Task directions :: Which lines of the entries contain the word "Database"? Please list them.

:: Data for review ::

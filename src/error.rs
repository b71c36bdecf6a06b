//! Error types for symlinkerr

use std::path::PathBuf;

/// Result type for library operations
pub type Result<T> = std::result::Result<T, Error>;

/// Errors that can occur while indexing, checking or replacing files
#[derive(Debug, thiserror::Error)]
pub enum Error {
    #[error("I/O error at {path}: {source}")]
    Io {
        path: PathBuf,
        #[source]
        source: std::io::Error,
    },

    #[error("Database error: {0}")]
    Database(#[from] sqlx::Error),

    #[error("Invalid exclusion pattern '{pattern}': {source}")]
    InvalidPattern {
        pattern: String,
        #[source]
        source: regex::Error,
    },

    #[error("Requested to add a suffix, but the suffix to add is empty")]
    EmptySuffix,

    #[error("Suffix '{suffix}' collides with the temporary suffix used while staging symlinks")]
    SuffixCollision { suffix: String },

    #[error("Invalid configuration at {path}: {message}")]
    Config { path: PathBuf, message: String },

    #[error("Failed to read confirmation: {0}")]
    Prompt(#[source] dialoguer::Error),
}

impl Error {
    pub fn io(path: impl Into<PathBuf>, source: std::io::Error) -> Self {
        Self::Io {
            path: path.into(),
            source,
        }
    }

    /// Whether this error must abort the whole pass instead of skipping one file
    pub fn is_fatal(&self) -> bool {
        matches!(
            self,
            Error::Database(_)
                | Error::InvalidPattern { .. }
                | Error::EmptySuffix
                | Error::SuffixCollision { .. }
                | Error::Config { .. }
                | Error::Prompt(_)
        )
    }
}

:::

Your solution ::
    #[error("Database error: {0}")]
    Database(#[from] sqlx::Error),
            Error::Database(_)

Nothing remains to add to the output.